··· SOURCE DATA
//! Fixed-interval frame driver for native hosts
//!
//! Outside a browser there is no animation-frame callback, so a tokio
//! interval stands in for it. The driver owns its runtime and sleeps while no
//! tracker has a frame pending; every access through
//! [`FrameDriver::with_runtime`] wakes it again if a frame is left pending.

use crate::aura::{AuraRuntime, AuraSurface, TrackerId};
use crate::error::{AuraError, AuraResult};
use crate::input::InputEvent;
use parking_lot::Mutex as ParkingMutex;
use std::sync::Arc;
use std::time::Duration;
use tokio::sync::{watch, Notify};
use tokio::task::JoinHandle;
use tokio::time::MissedTickBehavior;

type SharedRuntime<S> = Arc<ParkingMutex<AuraRuntime<S>>>;

pub struct FrameDriver<S> {
    runtime: SharedRuntime<S>,
    wake: Arc<Notify>,
    shutdown: watch::Sender<bool>,
    task: JoinHandle<u64>,
}

impl<S> FrameDriver<S>
where
    S: AuraSurface + Send + 'static,
{
    /// Take ownership of `runtime` and tick it every `interval` on the
    /// current tokio runtime
    pub fn spawn(runtime: AuraRuntime<S>, interval: Duration) -> AuraResult<Self> {
        if interval.is_zero() {
            return Err(AuraError::DriverInterval);
        }

        let runtime = Arc::new(ParkingMutex::new(runtime));
        let wake = Arc::new(Notify::new());
        let (shutdown, shutdown_rx) = watch::channel(false);
        let task = tokio::spawn(drive(runtime.clone(), interval, wake.clone(), shutdown_rx));

        tracing::info!("Frame driver started (interval={:?})", interval);
        Ok(Self {
            runtime,
            wake,
            shutdown,
            task,
        })
    }

    /// Run `f` against the runtime, waking the driver if frames are pending
    /// afterwards
    pub fn with_runtime<R>(&self, f: impl FnOnce(&mut AuraRuntime<S>) -> R) -> R {
        let (result, pending) = {
            let mut runtime = self.runtime.lock();
            let result = f(&mut runtime);
            (result, runtime.has_pending_frames())
        };
        if pending {
            self.wake.notify_one();
        }
        result
    }

    /// Deliver input to a tracker
    pub fn dispatch(&self, id: TrackerId, event: &InputEvent) -> bool {
        self.with_runtime(|runtime| runtime.dispatch(id, event))
    }

    /// Stop the driver and return the number of ticks that stepped a tracker
    pub async fn stop(self) -> u64 {
        let _ = self.shutdown.send(true);
        let frames = self.task.await.unwrap_or_else(|e| {
            tracing::warn!("Frame driver task ended abnormally: {}", e);
            0
        });

        tracing::info!("Frame driver stopped (frames={})", frames);
        frames
    }
}

async fn drive<S: AuraSurface>(
    runtime: SharedRuntime<S>,
    interval: Duration,
    wake: Arc<Notify>,
    mut shutdown: watch::Receiver<bool>,
) -> u64 {
    let mut ticker = tokio::time::interval(interval);
    ticker.set_missed_tick_behavior(MissedTickBehavior::Skip);
    let mut frames = 0u64;

    loop {
        let idle = !runtime.lock().has_pending_frames();
        if idle {
            tokio::select! {
                _ = wake.notified() => ticker.reset(),
                _ = shutdown.changed() => break,
            }
        }

        tokio::select! {
            _ = ticker.tick() => {
                let report = runtime.lock().tick();
                if report.stepped > 0 {
                    frames += 1;
                }
            }
            _ = shutdown.changed() => break,
        }
    }

    frames
}

#[cfg(test)]
mod tests {
    use super::*;
    use crate::aura::{MemorySurface, TrackerSettings};
    use crate::geometry::{Point, Rect};
    use crate::input::InputKind;

    fn runtime_with_card() -> (AuraRuntime<MemorySurface>, TrackerId) {
        let mut runtime = AuraRuntime::new(TrackerSettings::default());
        let id = runtime.register(MemorySurface::new("card", Rect::new(10.0, 10.0, 200.0, 200.0)));
        (runtime, id)
    }

    fn assert_settled_at(driver: &FrameDriver<MemorySurface>, id: TrackerId, target: Point) {
        driver.with_runtime(|runtime| {
            let tracker = runtime.tracker(id).unwrap();
            assert!(!tracker.is_pending());
            assert!(tracker.current().manhattan_distance(target) <= 0.3);
        });
    }

    #[tokio::test(start_paused = true)]
    async fn test_driver_settles_tracker() {
        let (runtime, id) = runtime_with_card();
        let driver = FrameDriver::spawn(runtime, Duration::from_millis(16)).unwrap();

        assert!(driver.dispatch(id, &InputEvent::pointer(InputKind::PointerEnter, 110.0, 10.0)));
        tokio::time::sleep(Duration::from_millis(16 * 60)).await;

        assert_settled_at(&driver, id, Point::new(100.0, 0.0));
        assert_eq!(driver.stop().await, 34);
    }

    #[tokio::test(start_paused = true)]
    async fn test_direct_runtime_access_wakes_idle_driver() {
        let (runtime, id) = runtime_with_card();
        let driver = FrameDriver::spawn(runtime, Duration::from_millis(16)).unwrap();

        // Let the driver go idle before any input arrives.
        tokio::time::sleep(Duration::from_millis(100)).await;
        driver.with_runtime(|runtime| {
            runtime.dispatch(id, &InputEvent::pointer(InputKind::PointerEnter, 110.0, 10.0))
        });
        tokio::time::sleep(Duration::from_secs(5)).await;

        assert_settled_at(&driver, id, Point::new(100.0, 0.0));
        assert_eq!(driver.stop().await, 34);
    }

    #[tokio::test(start_paused = true)]
    async fn test_idle_driver_does_not_tick() {
        let (runtime, _) = runtime_with_card();
        let driver = FrameDriver::spawn(runtime, Duration::from_millis(16)).unwrap();

        tokio::time::sleep(Duration::from_secs(1)).await;
        assert_eq!(driver.stop().await, 0);
    }

    #[tokio::test]
    async fn test_zero_interval_is_rejected() {
        let (runtime, _) = runtime_with_card();
        assert!(matches!(
            FrameDriver::spawn(runtime, Duration::ZERO),
            Err(AuraError::DriverInterval)
        ));
    }
}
······
ACTIVITY:
Pull every line containing "crate" from the entries above and copy it.

OUTPUT FOR THIS EXERCISE:
use crate::aura::{AuraRuntime, AuraSurface, TrackerId};
use crate::error::{AuraError, AuraResult};
use crate::input::InputEvent;
    use crate::aura::{MemorySurface, TrackerSettings};
    use crate::geometry::{Point, Rect};
    use crate::input::InputKind;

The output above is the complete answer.